## Stored data
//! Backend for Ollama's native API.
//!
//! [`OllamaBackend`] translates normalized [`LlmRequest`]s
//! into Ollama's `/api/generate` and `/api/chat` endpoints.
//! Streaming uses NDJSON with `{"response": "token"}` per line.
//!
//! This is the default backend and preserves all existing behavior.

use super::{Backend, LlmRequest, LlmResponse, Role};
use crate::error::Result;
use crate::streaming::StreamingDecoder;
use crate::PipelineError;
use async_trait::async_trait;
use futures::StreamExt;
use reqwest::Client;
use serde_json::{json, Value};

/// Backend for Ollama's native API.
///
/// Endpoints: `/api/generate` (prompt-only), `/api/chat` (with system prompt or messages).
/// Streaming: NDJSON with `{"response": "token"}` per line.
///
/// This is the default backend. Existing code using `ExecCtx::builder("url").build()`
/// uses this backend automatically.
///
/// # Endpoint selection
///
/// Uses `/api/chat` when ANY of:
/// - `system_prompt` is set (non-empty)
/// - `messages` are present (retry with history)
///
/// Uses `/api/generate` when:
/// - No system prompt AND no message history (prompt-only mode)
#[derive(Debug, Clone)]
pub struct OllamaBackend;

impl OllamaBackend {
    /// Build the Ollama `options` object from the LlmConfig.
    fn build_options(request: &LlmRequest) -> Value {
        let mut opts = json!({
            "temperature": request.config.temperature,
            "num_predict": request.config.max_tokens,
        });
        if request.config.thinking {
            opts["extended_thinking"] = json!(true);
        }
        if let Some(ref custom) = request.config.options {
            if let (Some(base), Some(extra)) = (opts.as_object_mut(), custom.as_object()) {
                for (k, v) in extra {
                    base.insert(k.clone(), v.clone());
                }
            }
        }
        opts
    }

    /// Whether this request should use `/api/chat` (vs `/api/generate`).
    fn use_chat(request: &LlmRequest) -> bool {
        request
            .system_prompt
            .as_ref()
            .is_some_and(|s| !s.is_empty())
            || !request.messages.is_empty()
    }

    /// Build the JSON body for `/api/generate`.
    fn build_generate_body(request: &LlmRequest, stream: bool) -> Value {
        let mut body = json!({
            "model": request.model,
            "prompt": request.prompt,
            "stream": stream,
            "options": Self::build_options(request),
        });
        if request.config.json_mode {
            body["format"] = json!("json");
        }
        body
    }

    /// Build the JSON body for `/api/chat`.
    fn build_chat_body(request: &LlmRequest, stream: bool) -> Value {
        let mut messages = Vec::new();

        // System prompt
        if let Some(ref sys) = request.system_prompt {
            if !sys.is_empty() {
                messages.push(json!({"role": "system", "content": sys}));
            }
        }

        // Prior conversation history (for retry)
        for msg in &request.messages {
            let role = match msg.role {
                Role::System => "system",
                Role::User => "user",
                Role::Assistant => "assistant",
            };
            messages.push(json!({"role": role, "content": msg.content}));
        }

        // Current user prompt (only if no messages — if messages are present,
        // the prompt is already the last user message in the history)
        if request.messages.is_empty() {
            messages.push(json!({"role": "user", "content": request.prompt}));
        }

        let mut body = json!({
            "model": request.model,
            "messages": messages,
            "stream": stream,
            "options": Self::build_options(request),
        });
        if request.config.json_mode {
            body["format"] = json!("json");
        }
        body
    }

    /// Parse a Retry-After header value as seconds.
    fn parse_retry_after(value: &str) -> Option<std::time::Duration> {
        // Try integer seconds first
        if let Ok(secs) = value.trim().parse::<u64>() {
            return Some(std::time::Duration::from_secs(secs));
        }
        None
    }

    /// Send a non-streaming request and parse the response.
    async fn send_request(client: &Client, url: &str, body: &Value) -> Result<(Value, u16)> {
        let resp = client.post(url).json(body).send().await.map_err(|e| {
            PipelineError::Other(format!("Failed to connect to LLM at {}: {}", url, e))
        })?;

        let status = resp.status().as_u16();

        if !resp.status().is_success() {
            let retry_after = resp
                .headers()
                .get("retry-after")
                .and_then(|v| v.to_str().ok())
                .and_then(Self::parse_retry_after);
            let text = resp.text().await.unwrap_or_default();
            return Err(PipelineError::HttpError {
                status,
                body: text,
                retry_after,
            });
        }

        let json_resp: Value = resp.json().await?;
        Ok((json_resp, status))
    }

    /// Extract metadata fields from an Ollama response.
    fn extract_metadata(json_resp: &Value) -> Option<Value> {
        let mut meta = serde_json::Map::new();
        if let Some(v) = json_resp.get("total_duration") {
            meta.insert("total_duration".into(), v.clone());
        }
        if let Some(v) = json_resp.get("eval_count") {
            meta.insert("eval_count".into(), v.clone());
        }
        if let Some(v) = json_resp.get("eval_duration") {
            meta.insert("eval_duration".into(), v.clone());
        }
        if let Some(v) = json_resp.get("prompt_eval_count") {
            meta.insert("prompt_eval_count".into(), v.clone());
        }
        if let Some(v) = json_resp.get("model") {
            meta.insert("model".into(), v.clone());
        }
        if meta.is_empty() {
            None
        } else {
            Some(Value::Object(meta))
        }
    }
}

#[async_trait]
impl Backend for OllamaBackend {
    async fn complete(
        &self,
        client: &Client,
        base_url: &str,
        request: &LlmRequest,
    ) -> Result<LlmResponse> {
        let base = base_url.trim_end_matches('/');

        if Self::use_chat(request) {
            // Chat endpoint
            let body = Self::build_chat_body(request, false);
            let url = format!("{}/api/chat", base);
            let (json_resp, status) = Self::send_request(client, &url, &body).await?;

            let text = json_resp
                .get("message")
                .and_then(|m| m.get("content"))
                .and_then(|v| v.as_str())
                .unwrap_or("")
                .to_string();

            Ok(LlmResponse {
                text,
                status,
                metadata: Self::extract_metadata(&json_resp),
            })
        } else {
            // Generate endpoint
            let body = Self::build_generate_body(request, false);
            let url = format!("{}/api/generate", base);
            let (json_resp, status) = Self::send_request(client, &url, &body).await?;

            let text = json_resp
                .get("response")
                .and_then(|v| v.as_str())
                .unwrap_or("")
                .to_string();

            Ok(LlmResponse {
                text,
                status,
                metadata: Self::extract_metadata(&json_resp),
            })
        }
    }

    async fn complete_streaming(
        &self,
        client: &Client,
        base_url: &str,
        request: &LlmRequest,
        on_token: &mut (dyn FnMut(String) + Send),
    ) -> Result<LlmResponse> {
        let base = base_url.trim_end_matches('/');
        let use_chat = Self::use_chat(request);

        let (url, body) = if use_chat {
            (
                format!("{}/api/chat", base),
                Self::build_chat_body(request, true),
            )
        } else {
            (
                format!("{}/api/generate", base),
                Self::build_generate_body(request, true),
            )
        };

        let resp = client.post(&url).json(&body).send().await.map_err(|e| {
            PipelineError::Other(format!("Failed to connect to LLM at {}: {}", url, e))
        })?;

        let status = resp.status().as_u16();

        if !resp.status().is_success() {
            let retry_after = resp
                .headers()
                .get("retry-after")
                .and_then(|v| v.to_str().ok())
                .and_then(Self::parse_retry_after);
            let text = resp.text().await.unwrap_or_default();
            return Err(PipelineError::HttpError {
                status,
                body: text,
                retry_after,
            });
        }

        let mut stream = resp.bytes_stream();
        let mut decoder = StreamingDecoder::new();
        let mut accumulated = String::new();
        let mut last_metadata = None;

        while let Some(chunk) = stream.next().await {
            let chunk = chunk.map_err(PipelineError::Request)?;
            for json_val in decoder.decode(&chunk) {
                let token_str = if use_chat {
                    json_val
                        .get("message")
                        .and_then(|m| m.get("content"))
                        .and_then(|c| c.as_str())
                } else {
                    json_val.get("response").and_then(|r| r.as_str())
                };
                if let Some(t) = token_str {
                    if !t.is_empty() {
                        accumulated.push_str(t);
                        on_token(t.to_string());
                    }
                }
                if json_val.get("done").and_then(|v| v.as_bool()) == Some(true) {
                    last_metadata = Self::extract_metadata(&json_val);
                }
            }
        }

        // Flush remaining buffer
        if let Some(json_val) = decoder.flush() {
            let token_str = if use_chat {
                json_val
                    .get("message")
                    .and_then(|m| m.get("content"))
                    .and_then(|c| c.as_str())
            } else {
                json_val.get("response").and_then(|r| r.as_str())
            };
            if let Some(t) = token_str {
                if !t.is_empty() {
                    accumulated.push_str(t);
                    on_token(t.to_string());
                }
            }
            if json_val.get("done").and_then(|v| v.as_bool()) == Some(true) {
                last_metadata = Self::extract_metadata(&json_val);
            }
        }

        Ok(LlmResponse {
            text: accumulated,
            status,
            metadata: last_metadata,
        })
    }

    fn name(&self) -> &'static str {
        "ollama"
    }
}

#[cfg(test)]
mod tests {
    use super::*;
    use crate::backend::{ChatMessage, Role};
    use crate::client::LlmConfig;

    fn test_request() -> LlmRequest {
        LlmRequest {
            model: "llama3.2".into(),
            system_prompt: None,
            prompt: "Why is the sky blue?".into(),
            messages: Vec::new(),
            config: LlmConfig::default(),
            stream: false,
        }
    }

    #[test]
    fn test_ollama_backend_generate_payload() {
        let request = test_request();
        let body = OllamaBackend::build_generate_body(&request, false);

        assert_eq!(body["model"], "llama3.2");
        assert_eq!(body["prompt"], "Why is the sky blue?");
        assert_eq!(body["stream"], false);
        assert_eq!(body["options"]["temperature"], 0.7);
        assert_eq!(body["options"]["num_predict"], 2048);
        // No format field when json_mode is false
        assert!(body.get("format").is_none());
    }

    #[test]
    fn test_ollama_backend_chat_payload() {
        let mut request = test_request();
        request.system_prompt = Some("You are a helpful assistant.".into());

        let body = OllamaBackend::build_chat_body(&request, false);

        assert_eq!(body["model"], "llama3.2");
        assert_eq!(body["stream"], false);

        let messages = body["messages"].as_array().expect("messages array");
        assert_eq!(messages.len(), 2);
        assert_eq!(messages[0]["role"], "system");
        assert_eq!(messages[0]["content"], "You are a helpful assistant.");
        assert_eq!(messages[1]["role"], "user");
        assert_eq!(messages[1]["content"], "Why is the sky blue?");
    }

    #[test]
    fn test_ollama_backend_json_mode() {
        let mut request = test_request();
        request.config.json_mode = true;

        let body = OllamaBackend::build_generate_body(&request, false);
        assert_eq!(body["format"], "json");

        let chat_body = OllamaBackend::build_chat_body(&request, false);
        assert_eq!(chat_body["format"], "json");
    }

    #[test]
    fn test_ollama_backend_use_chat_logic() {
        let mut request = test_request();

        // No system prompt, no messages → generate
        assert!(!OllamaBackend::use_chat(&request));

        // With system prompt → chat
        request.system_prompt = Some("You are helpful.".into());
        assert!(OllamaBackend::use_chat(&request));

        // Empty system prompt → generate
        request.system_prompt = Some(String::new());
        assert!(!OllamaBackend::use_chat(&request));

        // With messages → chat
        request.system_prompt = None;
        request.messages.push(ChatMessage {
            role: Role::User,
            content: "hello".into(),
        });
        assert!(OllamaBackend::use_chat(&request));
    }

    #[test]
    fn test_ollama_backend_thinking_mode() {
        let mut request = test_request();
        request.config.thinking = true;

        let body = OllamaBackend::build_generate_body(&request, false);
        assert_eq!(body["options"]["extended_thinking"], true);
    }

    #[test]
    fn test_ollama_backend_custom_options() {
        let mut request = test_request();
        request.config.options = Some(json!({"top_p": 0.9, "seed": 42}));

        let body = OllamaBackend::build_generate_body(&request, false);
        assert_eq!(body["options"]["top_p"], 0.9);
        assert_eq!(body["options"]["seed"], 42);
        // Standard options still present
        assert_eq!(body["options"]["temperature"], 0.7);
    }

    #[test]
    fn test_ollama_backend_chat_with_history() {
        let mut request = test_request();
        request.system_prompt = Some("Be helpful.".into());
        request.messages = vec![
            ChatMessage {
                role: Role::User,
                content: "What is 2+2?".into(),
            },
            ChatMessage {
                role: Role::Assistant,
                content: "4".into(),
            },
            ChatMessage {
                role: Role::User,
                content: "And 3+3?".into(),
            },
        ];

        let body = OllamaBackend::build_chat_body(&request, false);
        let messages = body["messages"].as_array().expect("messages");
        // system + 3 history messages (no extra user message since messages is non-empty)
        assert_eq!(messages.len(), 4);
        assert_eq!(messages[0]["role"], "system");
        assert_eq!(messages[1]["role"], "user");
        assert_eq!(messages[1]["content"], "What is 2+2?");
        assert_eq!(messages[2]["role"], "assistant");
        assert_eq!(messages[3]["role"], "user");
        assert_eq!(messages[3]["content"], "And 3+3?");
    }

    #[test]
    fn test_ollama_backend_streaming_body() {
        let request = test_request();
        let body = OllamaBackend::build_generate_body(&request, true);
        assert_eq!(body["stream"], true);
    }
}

## Work required
For the word "done", return every line of the records that holds it.

## Solution
                if json_val.get("done").and_then(|v| v.as_bool()) == Some(true) {
            if json_val.get("done").and_then(|v| v.as_bool()) == Some(true) {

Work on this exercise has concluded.